Exercise:
Give the number of lines below that contain the word "Only", and nothing else.

START Data listing

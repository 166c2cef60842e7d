// SPDX-License-Identifier: MPL-2.0

//! The interactive focus timer.

use std::{
    io::Write as _,
    sync::{
        atomic::{AtomicBool, Ordering},
        Arc,
    },
    thread::JoinHandle,
    time::Duration,
};

use anyhow::Result;
use chrono::{DateTime, Utc};
use focuslog::{
    config::Config,
    format::format_duration,
    guard::{self, LeaveGuard, LEAVE_MESSAGE},
    print::{checklist, print_checklist, print_summary, ChecklistRow},
    recorder::{CommitError, Phase, Recorder},
};

use crate::commands::open;

const HELP: &str = "\
Commands:
  s, start        start the timer
  p, stop         stop the timer
  1, 2, ...       check or uncheck a task or subtask by its number
  l, list         show the checklist again
  n TEXT          set the note for this session
  c, save         save the stopped session
  x, cancel       discard the stopped session
  q, quit         leave
  h, help         show this help";

#[derive(Debug, Clone, PartialEq, Eq)]
enum Input {
    Start,
    Stop,
    Toggle(usize),
    List,
    Note(String),
    Save,
    Cancel,
    Quit,
    Help,
    Unknown(String),
}

fn parse_input(line: &str) -> Input {
    let line = line.trim();
    let (command, rest) = line.split_once(' ').unwrap_or((line, ""));
    match command.to_lowercase().as_str() {
        "s" | "start" => Input::Start,
        "p" | "stop" => Input::Stop,
        "l" | "list" | "" => Input::List,
        "n" | "note" => Input::Note(rest.trim().to_string()),
        "c" | "save" | "commit" => Input::Save,
        "x" | "cancel" => Input::Cancel,
        "q" | "quit" | "exit" => Input::Quit,
        "h" | "help" | "?" => Input::Help,
        number => match number.parse::<usize>() {
            Ok(number) if number > 0 => Input::Toggle(number),
            _ => Input::Unknown(line.to_string()),
        },
    }
}

/// Redraws the elapsed time on stderr until stopped.  Only reads its own
/// copy of the start instant.
struct Ticker {
    stop: Arc<AtomicBool>,
    handle: Option<JoinHandle<()>>,
}

impl Ticker {
    fn start(started_at: DateTime<Utc>, tick: Duration) -> Self {
        let stop = Arc::new(AtomicBool::new(false));
        let handle = std::thread::spawn({
            let stop = Arc::clone(&stop);
            move || {
                while !stop.load(Ordering::Relaxed) {
                    let elapsed = (Utc::now() - started_at).num_seconds();
                    let mut stderr = std::io::stderr().lock();
                    let _ = write!(stderr, "\r{} ", format_duration(elapsed));
                    let _ = stderr.flush();
                    drop(stderr);
                    std::thread::sleep(tick);
                }
            }
        });
        Self {
            stop,
            handle: Some(handle),
        }
    }
}

impl Drop for Ticker {
    fn drop(&mut self) {
        self.stop.store(true, Ordering::Relaxed);
        if let Some(handle) = self.handle.take() {
            let _ = handle.join();
        }
        eprintln!();
    }
}

pub fn run(config: Config) -> Result<()> {
    let (mut store, owner) = open(&config)?;
    let tz = config.timezone()?;
    let tz = &tz;
    let guard = guard::detect();

    let mut recorder = Recorder::new(owner);
    recorder.reload(&mut store)?;
    let mut ticker: Option<Ticker> = None;

    let mut stdout = std::io::stdout();
    print_checklist(&mut stdout, recorder.reconciler())?;
    println!("\n{HELP}");

    loop {
        let mut line = String::new();
        if std::io::stdin().read_line(&mut line)? == 0 {
            if recorder.phase() != Phase::Idle {
                log::warn!("Input closed, the current session was not saved");
            }
            break;
        }

        let now = Utc::now();
        match parse_input(&line) {
            Input::Start => {
                if recorder.phase() != Phase::Idle {
                    log::warn!("The timer is already started");
                    continue;
                }
                recorder.start(now);
                ticker = Some(Ticker::start(now, config.tick));
            }
            Input::Stop => {
                if !matches!(recorder.phase(), Phase::Running { .. }) {
                    log::warn!("The timer is not running");
                    continue;
                }
                ticker = None;
                recorder.stop(now);
                println!(
                    "Stopped at {}.  Add a note with `n TEXT`, then `c` to save or `x` to discard.",
                    format_duration(recorder.elapsed(now).num_seconds())
                );
            }
            Input::Toggle(number) => {
                if recorder.phase() == Phase::Idle {
                    log::warn!("Start the timer before checking anything off");
                    continue;
                }
                match checklist(recorder.reconciler()).get(number - 1) {
                    Some(ChecklistRow::Task(task_id)) => recorder.reconciler_mut().toggle_task(*task_id),
                    Some(ChecklistRow::Subtask(subtask_id)) => {
                        recorder.reconciler_mut().toggle_subtask(*subtask_id)
                    }
                    None => {
                        log::warn!("There is no item {number}");
                        continue;
                    }
                }
                print_checklist(&mut stdout, recorder.reconciler())?;
            }
            Input::List => print_checklist(&mut stdout, recorder.reconciler())?,
            Input::Note(note) => {
                if !matches!(recorder.phase(), Phase::AwaitingNote { .. }) {
                    log::warn!("Stop the timer before adding a note");
                    continue;
                }
                recorder.set_note(note);
            }
            Input::Save => match recorder.commit(&mut store, now) {
                Ok(summary) => {
                    print_summary(&mut stdout, &summary, &tz)?;
                    print_checklist(&mut stdout, recorder.reconciler())?;
                }
                Err(CommitError::NotReady) => log::warn!("Stop the timer before saving"),
                Err(err @ CommitError::Entry(_)) => {
                    log::error!("{err:#}, use `c` to try again");
                }
                Err(err @ CommitError::Linkage { .. }) => {
                    log::error!("{err:#}");
                    print_checklist(&mut stdout, recorder.reconciler())?;
                }
            },
            Input::Cancel => {
                if !matches!(recorder.phase(), Phase::AwaitingNote { .. }) {
                    log::warn!("Only a stopped session can be discarded");
                    continue;
                }
                recorder.cancel();
                log::info!("Discarded the session");
            }
            Input::Quit => {
                if recorder.phase() == Phase::Idle || guard.confirm_leave(LEAVE_MESSAGE) {
                    break;
                }
            }
            Input::Help => println!("{HELP}"),
            Input::Unknown(text) => log::warn!("Unknown command {text:?}, use `h` for help"),
        }
    }

    drop(ticker);
    Ok(())
}

#[cfg(test)]
mod tests {
    use super::*;

    #[test]
    fn parses_commands() {
        assert_eq!(parse_input("s\n"), Input::Start);
        assert_eq!(parse_input("STOP"), Input::Stop);
        assert_eq!(parse_input(" 3 "), Input::Toggle(3));
        assert_eq!(parse_input(""), Input::List);
        assert_eq!(parse_input("c"), Input::Save);
        assert_eq!(parse_input("x"), Input::Cancel);
        assert_eq!(parse_input("q"), Input::Quit);
    }

    #[test]
    fn notes_keep_the_rest_of_the_line() {
        assert_eq!(
            parse_input("n finished the  outline\n"),
            Input::Note("finished the  outline".into())
        );
        assert_eq!(parse_input("n"), Input::Note(String::new()));
    }

    #[test]
    fn unknown_input_is_reported() {
        assert_eq!(parse_input("0"), Input::Unknown("0".into()));
        assert_eq!(parse_input("jump"), Input::Unknown("jump".into()));
    }
}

END Data listing

Exercise response:
2